# ASSIGNED TASK
What you need to produce from the material below is an exact transcription of the lines from the one with "assert_eq!(second, RepairOutcome::Intact);" through the one with "the repair invariant", both included, and no other line.

# DATA EXCERPTS
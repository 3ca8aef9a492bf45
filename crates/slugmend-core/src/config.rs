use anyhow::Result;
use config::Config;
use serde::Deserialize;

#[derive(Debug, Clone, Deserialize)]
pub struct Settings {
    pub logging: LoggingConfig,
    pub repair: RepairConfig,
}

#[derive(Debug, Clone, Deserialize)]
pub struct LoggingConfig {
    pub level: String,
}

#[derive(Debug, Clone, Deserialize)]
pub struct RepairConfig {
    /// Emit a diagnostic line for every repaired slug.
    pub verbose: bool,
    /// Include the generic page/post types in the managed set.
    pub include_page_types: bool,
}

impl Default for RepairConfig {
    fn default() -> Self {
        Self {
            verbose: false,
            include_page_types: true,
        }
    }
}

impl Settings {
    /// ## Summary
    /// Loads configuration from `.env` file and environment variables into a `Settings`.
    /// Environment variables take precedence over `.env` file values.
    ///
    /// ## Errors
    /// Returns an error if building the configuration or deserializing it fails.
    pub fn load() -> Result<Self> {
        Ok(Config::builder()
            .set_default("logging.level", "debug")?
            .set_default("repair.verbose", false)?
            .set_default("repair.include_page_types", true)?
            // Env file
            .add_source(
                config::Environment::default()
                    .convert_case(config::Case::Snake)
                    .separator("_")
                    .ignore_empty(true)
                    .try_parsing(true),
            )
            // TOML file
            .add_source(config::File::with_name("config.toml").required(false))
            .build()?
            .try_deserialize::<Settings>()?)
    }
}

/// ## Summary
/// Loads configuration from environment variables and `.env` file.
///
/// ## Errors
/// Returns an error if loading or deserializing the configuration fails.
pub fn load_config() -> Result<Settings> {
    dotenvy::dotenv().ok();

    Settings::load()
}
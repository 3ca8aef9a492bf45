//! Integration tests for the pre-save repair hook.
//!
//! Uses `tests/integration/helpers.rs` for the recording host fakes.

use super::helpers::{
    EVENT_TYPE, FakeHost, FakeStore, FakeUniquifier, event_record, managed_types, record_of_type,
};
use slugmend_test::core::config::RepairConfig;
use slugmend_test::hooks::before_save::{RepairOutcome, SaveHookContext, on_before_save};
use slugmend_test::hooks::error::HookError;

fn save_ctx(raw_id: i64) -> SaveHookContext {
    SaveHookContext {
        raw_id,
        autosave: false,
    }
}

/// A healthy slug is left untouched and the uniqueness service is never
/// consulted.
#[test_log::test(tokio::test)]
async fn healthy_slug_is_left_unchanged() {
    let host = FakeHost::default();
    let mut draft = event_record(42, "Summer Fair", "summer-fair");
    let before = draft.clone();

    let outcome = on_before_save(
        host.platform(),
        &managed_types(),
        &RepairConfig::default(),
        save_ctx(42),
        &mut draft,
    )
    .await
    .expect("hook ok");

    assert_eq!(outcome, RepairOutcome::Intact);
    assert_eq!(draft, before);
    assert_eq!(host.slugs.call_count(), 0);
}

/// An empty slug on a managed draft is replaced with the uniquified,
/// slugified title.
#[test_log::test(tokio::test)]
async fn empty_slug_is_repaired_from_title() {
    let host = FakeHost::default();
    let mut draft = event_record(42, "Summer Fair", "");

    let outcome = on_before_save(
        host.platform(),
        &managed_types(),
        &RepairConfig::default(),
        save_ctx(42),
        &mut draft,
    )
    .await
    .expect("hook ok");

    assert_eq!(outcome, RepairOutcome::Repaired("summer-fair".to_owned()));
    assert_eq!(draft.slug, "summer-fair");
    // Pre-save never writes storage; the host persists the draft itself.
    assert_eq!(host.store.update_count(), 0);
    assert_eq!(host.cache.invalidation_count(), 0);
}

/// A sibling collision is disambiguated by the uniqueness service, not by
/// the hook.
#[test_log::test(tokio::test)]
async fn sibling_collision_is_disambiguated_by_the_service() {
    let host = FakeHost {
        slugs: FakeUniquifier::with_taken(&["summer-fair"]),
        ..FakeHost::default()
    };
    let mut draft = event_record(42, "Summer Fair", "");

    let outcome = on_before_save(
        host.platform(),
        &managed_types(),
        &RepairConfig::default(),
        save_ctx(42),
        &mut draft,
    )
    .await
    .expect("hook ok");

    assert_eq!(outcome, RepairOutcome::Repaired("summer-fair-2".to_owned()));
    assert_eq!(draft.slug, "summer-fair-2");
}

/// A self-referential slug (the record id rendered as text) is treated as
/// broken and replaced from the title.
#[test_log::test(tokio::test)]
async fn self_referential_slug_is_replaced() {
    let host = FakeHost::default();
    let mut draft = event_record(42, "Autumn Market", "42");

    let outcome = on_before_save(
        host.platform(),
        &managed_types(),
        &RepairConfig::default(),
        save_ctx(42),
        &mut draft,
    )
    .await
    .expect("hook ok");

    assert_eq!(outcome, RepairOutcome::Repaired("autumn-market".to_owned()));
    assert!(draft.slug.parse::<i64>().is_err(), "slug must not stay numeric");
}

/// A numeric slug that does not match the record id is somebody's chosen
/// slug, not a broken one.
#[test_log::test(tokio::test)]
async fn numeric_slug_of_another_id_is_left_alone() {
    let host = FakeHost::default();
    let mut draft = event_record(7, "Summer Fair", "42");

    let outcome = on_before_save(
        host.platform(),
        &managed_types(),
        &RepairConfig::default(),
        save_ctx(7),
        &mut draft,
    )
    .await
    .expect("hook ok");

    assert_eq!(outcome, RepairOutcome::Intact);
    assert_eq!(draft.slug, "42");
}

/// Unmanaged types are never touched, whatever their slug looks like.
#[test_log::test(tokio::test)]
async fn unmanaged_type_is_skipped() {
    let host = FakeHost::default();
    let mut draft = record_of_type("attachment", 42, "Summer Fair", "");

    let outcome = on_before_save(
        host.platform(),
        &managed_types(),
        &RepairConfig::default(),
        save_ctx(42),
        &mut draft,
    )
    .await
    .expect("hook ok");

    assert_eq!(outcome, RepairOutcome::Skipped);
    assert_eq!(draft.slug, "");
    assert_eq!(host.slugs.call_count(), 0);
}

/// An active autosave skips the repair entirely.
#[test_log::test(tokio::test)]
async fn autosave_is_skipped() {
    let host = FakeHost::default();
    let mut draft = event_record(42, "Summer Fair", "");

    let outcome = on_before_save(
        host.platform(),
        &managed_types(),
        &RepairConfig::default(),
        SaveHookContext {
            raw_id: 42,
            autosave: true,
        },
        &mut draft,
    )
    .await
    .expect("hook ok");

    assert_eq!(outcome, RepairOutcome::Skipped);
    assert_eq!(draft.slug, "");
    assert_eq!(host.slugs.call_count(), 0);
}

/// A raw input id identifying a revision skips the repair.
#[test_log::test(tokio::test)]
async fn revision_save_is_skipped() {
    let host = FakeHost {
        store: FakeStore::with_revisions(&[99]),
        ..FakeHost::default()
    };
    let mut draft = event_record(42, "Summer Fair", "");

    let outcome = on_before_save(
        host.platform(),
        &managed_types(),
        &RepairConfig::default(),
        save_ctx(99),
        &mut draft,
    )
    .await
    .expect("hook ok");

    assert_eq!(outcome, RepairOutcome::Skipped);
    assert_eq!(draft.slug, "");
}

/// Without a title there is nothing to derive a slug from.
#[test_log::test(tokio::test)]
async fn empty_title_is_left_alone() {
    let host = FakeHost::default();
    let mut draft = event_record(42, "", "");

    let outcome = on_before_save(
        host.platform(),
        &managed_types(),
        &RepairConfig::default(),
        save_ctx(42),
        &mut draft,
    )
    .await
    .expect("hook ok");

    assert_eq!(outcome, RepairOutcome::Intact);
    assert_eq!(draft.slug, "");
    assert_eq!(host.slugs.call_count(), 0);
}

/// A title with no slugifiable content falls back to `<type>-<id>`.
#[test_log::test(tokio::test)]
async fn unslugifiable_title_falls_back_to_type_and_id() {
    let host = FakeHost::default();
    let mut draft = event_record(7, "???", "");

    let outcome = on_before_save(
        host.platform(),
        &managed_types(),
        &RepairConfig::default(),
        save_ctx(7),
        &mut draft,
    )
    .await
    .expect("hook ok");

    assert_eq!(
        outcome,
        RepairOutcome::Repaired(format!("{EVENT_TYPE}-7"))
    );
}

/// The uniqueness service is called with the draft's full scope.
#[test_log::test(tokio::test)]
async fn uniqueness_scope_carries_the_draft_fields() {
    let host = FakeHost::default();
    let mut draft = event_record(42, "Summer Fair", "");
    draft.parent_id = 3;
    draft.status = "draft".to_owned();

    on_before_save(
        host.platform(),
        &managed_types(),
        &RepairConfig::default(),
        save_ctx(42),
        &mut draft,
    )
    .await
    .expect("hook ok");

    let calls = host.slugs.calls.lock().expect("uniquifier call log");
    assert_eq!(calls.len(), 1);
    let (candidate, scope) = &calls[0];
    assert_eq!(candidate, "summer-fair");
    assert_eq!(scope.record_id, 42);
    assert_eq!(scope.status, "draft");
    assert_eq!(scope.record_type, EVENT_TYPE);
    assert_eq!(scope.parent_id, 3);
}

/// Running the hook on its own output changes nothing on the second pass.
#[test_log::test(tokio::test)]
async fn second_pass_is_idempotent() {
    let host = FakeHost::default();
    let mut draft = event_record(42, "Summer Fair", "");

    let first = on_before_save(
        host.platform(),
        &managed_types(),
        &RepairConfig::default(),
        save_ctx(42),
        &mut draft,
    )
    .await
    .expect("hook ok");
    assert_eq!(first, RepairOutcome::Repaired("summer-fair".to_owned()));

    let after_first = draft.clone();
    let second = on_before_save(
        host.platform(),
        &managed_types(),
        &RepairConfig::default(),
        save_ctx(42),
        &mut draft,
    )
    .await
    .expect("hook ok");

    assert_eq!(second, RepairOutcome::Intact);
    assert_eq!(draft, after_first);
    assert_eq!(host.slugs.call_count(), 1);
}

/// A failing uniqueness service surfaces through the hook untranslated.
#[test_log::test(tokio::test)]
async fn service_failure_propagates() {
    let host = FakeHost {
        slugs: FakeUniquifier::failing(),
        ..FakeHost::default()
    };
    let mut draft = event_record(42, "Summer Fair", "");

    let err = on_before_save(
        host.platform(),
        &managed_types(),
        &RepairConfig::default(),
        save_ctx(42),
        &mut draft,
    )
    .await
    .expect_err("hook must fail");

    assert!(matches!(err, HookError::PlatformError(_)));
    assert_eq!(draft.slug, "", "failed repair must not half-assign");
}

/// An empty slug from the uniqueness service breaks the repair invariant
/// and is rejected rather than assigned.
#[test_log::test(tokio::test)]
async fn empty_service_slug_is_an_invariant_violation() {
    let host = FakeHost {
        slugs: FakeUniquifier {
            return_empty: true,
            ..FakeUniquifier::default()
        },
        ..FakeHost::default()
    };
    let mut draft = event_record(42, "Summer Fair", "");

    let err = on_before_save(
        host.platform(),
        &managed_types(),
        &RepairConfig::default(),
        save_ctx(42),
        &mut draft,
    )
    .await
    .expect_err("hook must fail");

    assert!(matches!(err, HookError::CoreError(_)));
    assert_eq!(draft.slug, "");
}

# SOLUTION
    assert_eq!(second, RepairOutcome::Intact);
    assert_eq!(draft, after_first);
    assert_eq!(host.slugs.call_count(), 1);
}

/// A failing uniqueness service surfaces through the hook untranslated.
#[test_log::test(tokio::test)]
async fn service_failure_propagates() {
    let host = FakeHost {
        slugs: FakeUniquifier::failing(),
        ..FakeHost::default()
    };
    let mut draft = event_record(42, "Summer Fair", "");

    let err = on_before_save(
        host.platform(),
        &managed_types(),
        &RepairConfig::default(),
        save_ctx(42),
        &mut draft,
    )
    .await
    .expect_err("hook must fail");

    assert!(matches!(err, HookError::PlatformError(_)));
    assert_eq!(draft.slug, "", "failed repair must not half-assign");
}

/// An empty slug from the uniqueness service breaks the repair invariant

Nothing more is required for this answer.